Suzan Abrams, email: suzanabrams@live.co.uk said...

Well done, Lotus! What a lot of excellent work you did for this book. It would be a perfect case study for anyone interested in this specific fiction. *love*

Lotus Reads said...

Thanks, Susan! :)

Amnesty for illegal immigrants is a hot button topic in the US at the moment and I wanted to educate myself about it so that I could see both sides of the immigration issue.

We in Canada are not immune to it either. Recently, Canadian officials deported some undocumented workers back to Europe, so this was a topic widely discussed here too.

JoanneMarie Faust said...

Great review! I think it's easy for people who haven't been touched by the immigration issue to come to a quick opinion and feel qualified to stand by it. I'm sure it's way more complicated than the media and talking heads would lead us to believe.

ContentmentINDIA said...

Dear Lotus,

My comment has nothing to do with your current review, but wanted you to know, that thanks to your blog, I sought out The Kite Runner, hibernated on the waiting list and finally sunk my teeth into some good reading-- after almost two years!

As your review promised , I found I couldn't put it down and ended up reading till 2 in the morning!

Thank you for rekindling the love for good reading!

Lotus Reads said...

So true, piksea. I think we owe it to ourselves and to everybody else affected by these issues to educate ourselves on both sides of the debate.

Yeay, so glad to have reignited the reading spark in you, Ms. Contentment! You hear that Melissa? It was your review on KiteRunner that did the trick! :)

What are you planning on reading next?

Susan in Italy said...

I'm so glad that a book like this has come out during the immigration bill debate. Your review is so thorough, which is great too. I was heartened by the numbers of people who came out to protest the more rigorous parts of the bill (making illegality a felony! just as an example) but there are also so many who only think about job loss in the U.S. and blame the weakest participants in that mix (not the corporations who take advantage of illegal status to pay sub-minimum wages, or the "coyotes" [people smugglers] who charge fees around $10,000 to take people across the border and are some of the source of the debt the immigrants find themselves in, for example)
Bla bla bla... Thanks for getting the word out on this, Lotus!

Lotus Reads said...

Thanks, Susan! I knew I just had to read this book when I heard of it. It will be very interesting to see what the House decides after they return from their spring break.

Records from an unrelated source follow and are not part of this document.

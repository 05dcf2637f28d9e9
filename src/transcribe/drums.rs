//! Multi-band drum transcription.
//!
//! Each frequency band of the percussive signal is band-pass filtered and
//! searched for onsets. Onset energies are measured right after each hit
//! and quantized onto the beat grid, giving a `bands x grid steps` matrix
//! of hit indicators and one of normalized energies.

use ndarray::Array2;

use crate::beat::{BeatSequence, BeatSource, BeatTrackConfig};
use crate::filters::{design_bandpass_sos, sosfilt, sosfiltfilt};
use crate::grid::{build_grid, Grid};
use crate::onset::{detect_onsets, OnsetConfig, OnsetSet};
use crate::Signal;

/// A frequency band in Hz.
#[derive(Debug, Clone, Copy, PartialEq)]
pub struct Band {
    pub lower_hz: f32,
    pub upper_hz: f32,
}

impl Band {
    pub fn new(lower_hz: f32, upper_hz: f32) -> Self {
        Self { lower_hz, upper_hz }
    }

    pub fn center_hz(&self) -> f32 {
        0.5 * (self.lower_hz + self.upper_hz)
    }

    pub fn bandwidth(&self) -> f32 {
        self.upper_hz - self.lower_hz
    }

    /// Herrera's drum band bank, from kick to cymbals.
    pub fn herrera() -> Vec<Band> {
        [
            (40.0, 70.0),
            (70.0, 110.0),
            (130.0, 145.0),
            (160.0, 190.0),
            (300.0, 400.0),
            (5000.0, 7000.0),
            (7000.0, 10000.0),
            (10000.0, 15000.0),
        ]
        .into_iter()
        .map(|(lo, hi)| Band::new(lo, hi))
        .collect()
    }
}

/// Drum transcription parameters.
#[derive(Debug, Clone, PartialEq)]
pub struct DrumConfig {
    pub bands: Vec<Band>,
    /// Onset detection applied to the full signal and to every band
    pub onset: OnsetConfig,
    pub beats: BeatSource,
    /// Add a synthetic beat before the first and after the last
    pub extend_beats: bool,
    pub beat_division: usize,
    /// Onsets whose mirrored energy window is shorter are dropped
    pub min_energy_window_secs: f32,
    /// Biquad stages per band filter
    pub filter_order: usize,
    /// Filter forward and backward instead of forward only
    pub zero_phase: bool,
}

impl DrumConfig {
    pub fn new() -> Self {
        Self {
            bands: Band::herrera(),
            onset: OnsetConfig::new().with_alpha(0.2),
            beats: BeatSource::Detected(BeatTrackConfig::drums()),
            extend_beats: true,
            beat_division: 4,
            min_energy_window_secs: 0.01,
            filter_order: 1,
            zero_phase: false,
        }
    }

    pub fn with_bands(mut self, bands: Vec<Band>) -> Self {
        self.bands = bands;
        self
    }

    pub fn with_onset(mut self, onset: OnsetConfig) -> Self {
        self.onset = onset;
        self
    }

    pub fn with_beats(mut self, beats: BeatSource, extend: bool) -> Self {
        self.beats = beats;
        self.extend_beats = extend;
        self
    }

    pub fn with_beat_division(mut self, beat_division: usize) -> Self {
        self.beat_division = beat_division;
        self
    }

    pub fn with_min_energy_window(mut self, secs: f32) -> Self {
        self.min_energy_window_secs = secs;
        self
    }

    pub fn with_filter(mut self, order: usize, zero_phase: bool) -> Self {
        self.filter_order = order;
        self.zero_phase = zero_phase;
        self
    }

    pub fn validate(&self) -> crate::Result<()> {
        self.onset.validate()?;
        self.beats.validate()?;
        if self.bands.is_empty() {
            return Err(crate::Error::InvalidSize {
                name: "bands",
                value: 0,
                reason: "need at least one band",
            });
        }
        if let Some(band) = self
            .bands
            .iter()
            .find(|b| !(b.lower_hz >= 0.0 && b.upper_hz > b.lower_hz))
        {
            return Err(crate::Error::InvalidFrequencyRange {
                fmin: band.lower_hz,
                fmax: band.upper_hz,
                reason: "need 0 <= lower < upper".into(),
            });
        }
        if self.beat_division == 0 {
            return Err(crate::Error::InvalidSize {
                name: "beat_division",
                value: 0,
                reason: "must be >= 1",
            });
        }
        if self.filter_order == 0 {
            return Err(crate::Error::InvalidSize {
                name: "filter_order",
                value: 0,
                reason: "must be > 0",
            });
        }
        if !(self.min_energy_window_secs >= 0.0) {
            return Err(crate::Error::invalid(
                "min_energy_window_secs",
                self.min_energy_window_secs,
                "must be >= 0",
            ));
        }
        Ok(())
    }
}

impl Default for DrumConfig {
    fn default() -> Self {
        Self::new()
    }
}

/// Per-band intermediate results.
#[derive(Debug, Clone, PartialEq)]
pub struct BandAnalysis {
    pub band: Band,
    /// Band-pass filtered signal (silent when the band lies above Nyquist)
    pub signal: Signal,
    /// Onsets that kept a usable energy window
    pub onsets: OnsetSet,
    pub energies: Vec<f32>,
    /// `energies` divided by the largest per-onset energy over all bands
    pub normalized_energies: Vec<f32>,
}

/// Result of [`DrumTranscriber::transcribe`].
#[derive(Debug, Clone, PartialEq)]
pub struct DrumAnalysis {
    pub beats: BeatSequence,
    pub grid: Grid,
    /// Broadband onsets
    pub onsets: OnsetSet,
    pub bands: Vec<BandAnalysis>,
    /// 1 where a band has a hit at a grid step
    pub onset_matrix: Array2<u8>,
    /// Summed hit energy per cell, scaled so the loudest cell is 1
    pub energy_matrix: Array2<f32>,
}

/// Transcribes a (percussive) signal into a band-by-grid hit matrix.
///
/// # Example
/// ```
/// use groovescribe::beat::BeatSource;
/// use groovescribe::transcribe::{DrumConfig, DrumTranscriber};
/// use groovescribe::Signal;
///
/// let config = DrumConfig::new().with_beats(BeatSource::Fixed(vec![0.0, 0.5, 1.0]), false);
/// let transcriber = DrumTranscriber::new(config).unwrap();
/// let analysis = transcriber.transcribe(&Signal::silence(22050, 1.0).unwrap()).unwrap();
/// assert_eq!(analysis.onset_matrix.dim(), (8, 9));
/// assert!(analysis.energy_matrix.iter().all(|&e| e == 0.0));
/// ```
#[derive(Debug, Clone)]
pub struct DrumTranscriber {
    config: DrumConfig,
}

impl DrumTranscriber {
    pub fn new(config: DrumConfig) -> crate::Result<Self> {
        config.validate()?;
        Ok(Self { config })
    }

    pub fn config(&self) -> &DrumConfig {
        &self.config
    }

    pub fn transcribe(&self, signal: &Signal) -> crate::Result<DrumAnalysis> {
        let cfg = &self.config;
        let onsets = detect_onsets(signal, &cfg.onset)?;
        let mut beats = cfg.beats.beats(signal)?;
        if cfg.extend_beats {
            beats = beats.extend_boundaries();
        }
        let grid = build_grid(beats.as_slice(), cfg.beat_division).truncate_to(signal.duration());
        let resolution = grid.resolution().unwrap_or(0.0);
        if grid.is_empty() {
            log::warn!("drums: grid unavailable ({} beats)", beats.len());
        }
        log::debug!(
            "drums: {} onsets, {} beats, {} grid steps of {:.3}s",
            onsets.len(),
            beats.len(),
            grid.len(),
            resolution
        );

        let per_band: Vec<(BandAnalysis, Vec<u8>, Vec<f32>)> = {
            #[cfg(feature = "parallel")]
            {
                use rayon::prelude::*;
                cfg.bands
                    .par_iter()
                    .map(|band| self.analyze_band(*band, signal, &grid, resolution))
                    .collect::<crate::Result<_>>()?
            }
            #[cfg(not(feature = "parallel"))]
            {
                cfg.bands
                    .iter()
                    .map(|band| self.analyze_band(*band, signal, &grid, resolution))
                    .collect::<crate::Result<_>>()?
            }
        };

        let n_steps = grid.len();
        let mut onset_matrix = Array2::<u8>::zeros((per_band.len(), n_steps));
        let mut energy_matrix = Array2::<f32>::zeros((per_band.len(), n_steps));
        for (row, (_, hits, energies)) in per_band.iter().enumerate() {
            for (col, (&hit, &energy)) in hits.iter().zip(energies).enumerate() {
                onset_matrix[(row, col)] = hit;
                energy_matrix[(row, col)] = energy;
            }
        }

        let cell_max = energy_matrix.iter().copied().fold(0.0f32, f32::max);
        if cell_max > 0.0 {
            energy_matrix.mapv_inplace(|e| e / cell_max);
        }

        let mut bands: Vec<BandAnalysis> = per_band.into_iter().map(|(band, _, _)| band).collect();
        let onset_max = bands
            .iter()
            .flat_map(|b| b.energies.iter().copied())
            .fold(0.0f32, f32::max);
        for band in &mut bands {
            band.normalized_energies = if onset_max > 0.0 {
                band.energies.iter().map(|e| e / onset_max).collect()
            } else {
                band.energies.clone()
            };
        }

        Ok(DrumAnalysis {
            beats,
            grid,
            onsets,
            bands,
            onset_matrix,
            energy_matrix,
        })
    }

    fn analyze_band(
        &self,
        band: Band,
        signal: &Signal,
        grid: &Grid,
        resolution: f32,
    ) -> crate::Result<(BandAnalysis, Vec<u8>, Vec<f32>)> {
        let cfg = &self.config;
        let sr = signal.sample_rate();
        let filtered = match design_bandpass_sos(
            band.center_hz(),
            band.bandwidth(),
            sr as f32,
            cfg.filter_order,
        ) {
            Ok(sos) if cfg.zero_phase => sosfiltfilt(&sos, signal.samples()),
            Ok(sos) => sosfilt(&sos, signal.samples()),
            Err(e) => {
                log::warn!(
                    "drums: band {}-{} Hz skipped at {} Hz: {}",
                    band.lower_hz,
                    band.upper_hz,
                    sr,
                    e
                );
                vec![0.0; signal.len()]
            }
        };
        let filtered = signal.with_samples(filtered);

        let half_window = (0.5 * resolution * sr as f32) as usize;
        let min_window = cfg.min_energy_window_secs * sr as f32;
        let mut onsets = Vec::new();
        let mut energies = Vec::new();
        for onset in detect_onsets(&filtered, &cfg.onset)? {
            if let Some(energy) =
                mirrored_energy(filtered.samples(), (onset * sr as f32) as usize, half_window, min_window)
            {
                onsets.push(onset);
                energies.push(energy);
            }
        }
        if onsets.is_empty() {
            log::debug!("drums: no onsets in band {}-{} Hz", band.lower_hz, band.upper_hz);
        }

        let (hits, cell_energies) = quantize_onsets(&onsets, &energies, grid);
        Ok((
            BandAnalysis {
                band,
                signal: filtered,
                onsets,
                energies,
                normalized_energies: Vec::new(),
            },
            hits,
            cell_energies,
        ))
    }
}

/// Energy of `x[start..start + half]` mirrored around `x[start]`.
///
/// Returns `None` when the mirrored window (`2 * n - 1` samples) is
/// shorter than `min_len`.
fn mirrored_energy(x: &[f32], start: usize, half: usize, min_len: f32) -> Option<f32> {
    let end = (start + half).min(x.len());
    let window = x.get(start..end)?;
    let first = *window.first()?;
    if ((2 * window.len() - 1) as f32) < min_len {
        return None;
    }
    let sum: f32 = window.iter().map(|v| v * v).sum();
    Some(2.0 * sum - first * first)
}

/// Place onsets on their nearest grid step.
///
/// Returns one hit indicator and one summed energy per grid marker. An
/// empty grid gives two empty vectors.
///
/// # Example
/// ```
/// use groovescribe::grid::Grid;
/// use groovescribe::transcribe::quantize_onsets;
///
/// let grid = Grid::new(vec![0.0, 1.0, 2.0, 3.0]);
/// let (hits, energies) = quantize_onsets(&[1.2], &[0.5], &grid);
/// assert_eq!(hits, vec![0, 1, 0, 0]);
/// assert_eq!(energies, vec![0.0, 0.5, 0.0, 0.0]);
/// ```
pub fn quantize_onsets(onsets: &[f32], energies: &[f32], grid: &Grid) -> (Vec<u8>, Vec<f32>) {
    let mut hits = vec![0u8; grid.len()];
    let mut cells = vec![0.0f32; grid.len()];
    for (i, &onset) in onsets.iter().enumerate() {
        if let Some(idx) = grid.nearest_index(onset) {
            hits[idx] = 1;
            cells[idx] += energies.get(i).copied().unwrap_or(0.0);
        }
    }
    (hits, cells)
}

And, your post on Mysore Pak whet my appetite for the Indian sweet, so this afternoon I treated myself to not one, but two chunky pieces of the delicacy. I feel guilty but oh so sated! :)

ContentmentINDIA said...

Like the Kite Runner, am chasing another one of your reccommendations...inheritence of loss.

Wish me luck!

Lotus Reads said...

Hello, Ms. Contentment!

I am very happy to hear you've started on "Inheritance of Loss". Like I said, it got a lot of rave reviews here in North America, but I am not sure what the Indian public is making of it. I started it - got to page 50, or so, and then abandoned it in favor of a library book which was on a time limit.

I would dearly love to know what you think of it. However, after "The Kite Runner" most other books pale in comparison, so consider yourself warned! :)

I will be looking out for the review on your blog - you will be reviewing it, right?

ContentmentINDIA said...

Dear Lotus,

I haven't managed to get a copy of the book yet...though I will! My blog...well, between writing a book and developing training modules, I have very little time left in my 48 hours;)

Will elt you know the minute it's up and running.